E aconteceu. A primeira morte por COVID-19 muito próximo de mim, dentro da minha família. O efeito de ter acontecido assim, nestas condições, foi diferente de outras mortes, outras perdas. Não houve espanto, surpresa, deslocamentos, houve dor claro, mas o movimento foi outro.
Vi as pessoas levando mais a sério a quarentena, buscando alternativas pra tentar sobreviver. Não existiu a surpresa porque não somos um grupo de pessoas com assistência médica, alguns de nós, onde inclusive aconteceu o já esperado, está em áreas em que a população se organizou pra que os efeitos deste vírus seja MENOS PIOR. Mas todo mundo ali sabe que vai ser devastador. É triste que a gente passe dias em que ao invés de pensar no “Quando a quarentena acabar eu vou” a gente pense em como será enterrar os nossos, caixões são caros, e se for uma vala coletiva, jamais exumaremos os ossos corretos.
Do lado de cá estamos diante do inevitavel.
Eu crio novos grupos de pessoas nos aplicativos, falo de politica, falo da mudança do bairro, de como existe um casal que sai todos os dias, duas vezes ao dia pra dar uma “voltinha” como se estivessem de férias, apostamos se vão sobreviver ou não e como seria triste lembrar desses dias de passeio de mãos dadas se um dos dois se for.
Por mais mensagem que eu mande pra minha mãe, nenhuma delas é: por favor fique viva. Fique viva nem que seja pra gente brigar por todos os outros dias. É muito mais do que “fica em casa” (esse eu falo sem parar). Preciso de você viva e sei que você só estará viva se nós estivermos vivos. Queria poder te dar garantias disso. Penso todos os dias em pedir pra que você apareça na janela, mas eu não sei realmente se quero ver você a esta distância. Sei que está aí quando coloca seus lençóis pra tomar sol, todos os dias, no mesmo horário lá estão eles na janela. Respiro mais aliviada.
Eu me afundo em trabalho que ocupa quase 24 horas do meu dia ao mesmo tempo que e me faz sentir extremamente incompetente e desvalorizada, quase invisivel. E eu acho que é pra este lugar que o mundo vai, pro que existe de pior.

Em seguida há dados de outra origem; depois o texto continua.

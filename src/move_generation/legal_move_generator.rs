//! Full legal move generation pipeline.
//!
//! Dispatches each bottom-camp piece to its per-kind generator, then drops
//! moves that leave the mover's general attacked.

use crate::game_state::game_state::GameState;
use crate::game_state::jieqi_types::*;
use crate::move_generation::legal_move_checks::is_bottom_general_attacked;
use crate::move_generation::legal_moves_advisor::generate_advisor_moves;
use crate::move_generation::legal_moves_bishop::generate_bishop_moves;
use crate::move_generation::legal_moves_cannon::generate_cannon_moves;
use crate::move_generation::legal_moves_king::generate_king_moves;
use crate::move_generation::legal_moves_knight::generate_knight_moves;
use crate::move_generation::legal_moves_pawn::generate_pawn_moves;
use crate::move_generation::legal_moves_rook::generate_rook_moves;
use crate::move_generation::move_generator::{MoveGenResult, MoveGenerator};
use crate::moves::move_descriptions::{move_from, move_to};
use crate::utils::notation::board_squares;

pub struct JieqiMoveGenerator;

impl MoveGenerator for JieqiMoveGenerator {
    fn generate_legal_moves(&self, game_state: &GameState) -> MoveGenResult<Vec<Move>> {
        generate_legal_moves_in_place(game_state)
    }
}

/// Legal moves for the side to move, in its own perspective.
#[inline]
pub fn generate_legal_moves_in_place(game_state: &GameState) -> MoveGenResult<Vec<Move>> {
    Ok(generate_legal_moves_for_placement(game_state.mover_placement()))
}

pub fn generate_legal_moves_for_placement(placement: &Placement) -> Vec<Move> {
    let mut pseudo = Vec::<Move>::with_capacity(64);
    generate_pseudo_legal_moves(placement, &mut pseudo);

    let mut scratch = *placement;
    pseudo.retain(|mv| {
        let from = move_from(*mv) as usize;
        let to = move_to(*mv) as usize;
        let (moved, captured) = (scratch[from], scratch[to]);
        scratch[to] = moved;
        scratch[from] = Cell::Empty;
        let illegal = is_bottom_general_attacked(&scratch);
        scratch[from] = moved;
        scratch[to] = captured;
        !illegal
    });
    pseudo
}

/// Every move of the bottom camp ignoring whether its general is left
/// attacked.
pub fn generate_pseudo_legal_moves(placement: &Placement, out: &mut Vec<Move>) {
    for from in board_squares() {
        let (kind, dark) = match placement[from as usize] {
            Cell::Revealed(Camp::Bottom, kind) => (kind, false),
            Cell::Dark(Camp::Bottom, kind) => (kind, true),
            _ => continue,
        };
        match kind {
            PieceKind::Rook => generate_rook_moves(placement, from, out),
            PieceKind::Knight => generate_knight_moves(placement, from, out),
            PieceKind::Bishop => generate_bishop_moves(placement, from, dark, out),
            PieceKind::Advisor => generate_advisor_moves(placement, from, dark, out),
            PieceKind::King => generate_king_moves(placement, from, out),
            PieceKind::Cannon => generate_cannon_moves(placement, from, out),
            PieceKind::Pawn => generate_pawn_moves(placement, from, out),
        }
    }
}

/// Whether `mv` lands on an enemy piece of `placement`.
#[inline]
pub fn is_capture(placement: &Placement, mv: Move) -> bool {
    placement[move_to(mv) as usize].belongs_to(Camp::Top)
}

#[cfg(test)]
mod tests {
    use super::*;
    use crate::moves::move_descriptions::pack_move;
    use crate::utils::board_text::parse_external_cells;
    use crate::utils::notation::to_internal;

    #[test]
    fn opening_has_forty_four_moves_for_each_side() {
        let mut game = GameState::new_game();
        assert_eq!(generate_legal_moves_in_place(&game).expect("moves").len(), 44);
        game.side_to_move = Side::Black;
        assert_eq!(generate_legal_moves_in_place(&game).expect("moves").len(), 44);
    }

    #[test]
    fn opening_captures_are_the_two_cannon_jumps() {
        let game = GameState::new_game();
        let moves = generate_legal_moves_in_place(&game).expect("moves");
        let placement = game.mover_placement();
        let captures: Vec<Move> = moves
            .into_iter()
            .filter(|mv| is_capture(placement, *mv))
            .collect();
        assert_eq!(captures.len(), 2);
        assert!(captures.contains(&pack_move(to_internal(2, 1), to_internal(9, 1))));
    }

    #[test]
    fn pinned_piece_cannot_expose_the_general() {
        let mut text = [b'.'; 90];
        text[4] = b'K'; // (0, 4)
        text[2 * 9 + 4] = b'R'; // (2, 4) shields the file
        text[9 * 9 + 4] = b'r'; // (9, 4)
        text[9 * 9 + 3] = b'k'; // (9, 3)
        let placement = parse_external_cells(&text).expect("valid");

        let moves = generate_legal_moves_for_placement(&placement);
        let rook = to_internal(2, 4);
        assert!(moves.iter().all(|mv| move_from(*mv) != rook || move_to(*mv) % 16 == rook % 16));
        assert!(moves.contains(&pack_move(rook, to_internal(9, 4))));
    }

    #[test]
    fn empty_board_has_no_moves() {
        assert!(generate_legal_moves_in_place(&GameState::new_empty())
            .expect("moves")
            .is_empty());
    }
}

Vejo meu filho fechado em uma gaiola dentro da gaiola, ainda sonhando com o que virá, tenho vontade de dizer pra soltar a apostila, esquecer as provas, e ir ser feliz com o que puder. Em 45 dias de quarentena eu não sentei ao seu lado pra ver um filme ou bater um papo 1 dia sequer. Mas resolvi problemas que não são meus, ouvi desabafos, fui util à solidão das pessoas até elas não estarem mais só. Sempre servindo. Penso o que a gente está fazendo com a gente? O que eu estou fazendo comigo.
A sombra da morte muda tudo, mas a sombra esta aqui desde o dia 1. Enquanto ela aumenta eu recolho 3, 4, 5 garrafas de vinho vazias que tem sido bebidas direto no gargalo.
Eu já não consigo explicar porque acho alguns assuntos pura tolisse, alguns confesso já achava antes. Não tem a menor importância se a gente não está pensando sobre o que vai fazer com aquilo que sobrar. Talvez não seja festa.
Sigo tentando construir o máximo de lembranças boas, falando com quem eu não falava a muito tempo, rindo mais alto e aproveitando cada segundinho de pequenas alegrias, perdoando pessoas e atitudes, jogando fora o que já devia ter deixado ir faz tempo.
Eu não sei o que vai sobrar, mas diante do inevitável, eu estou tentando fazer o melhor possivel.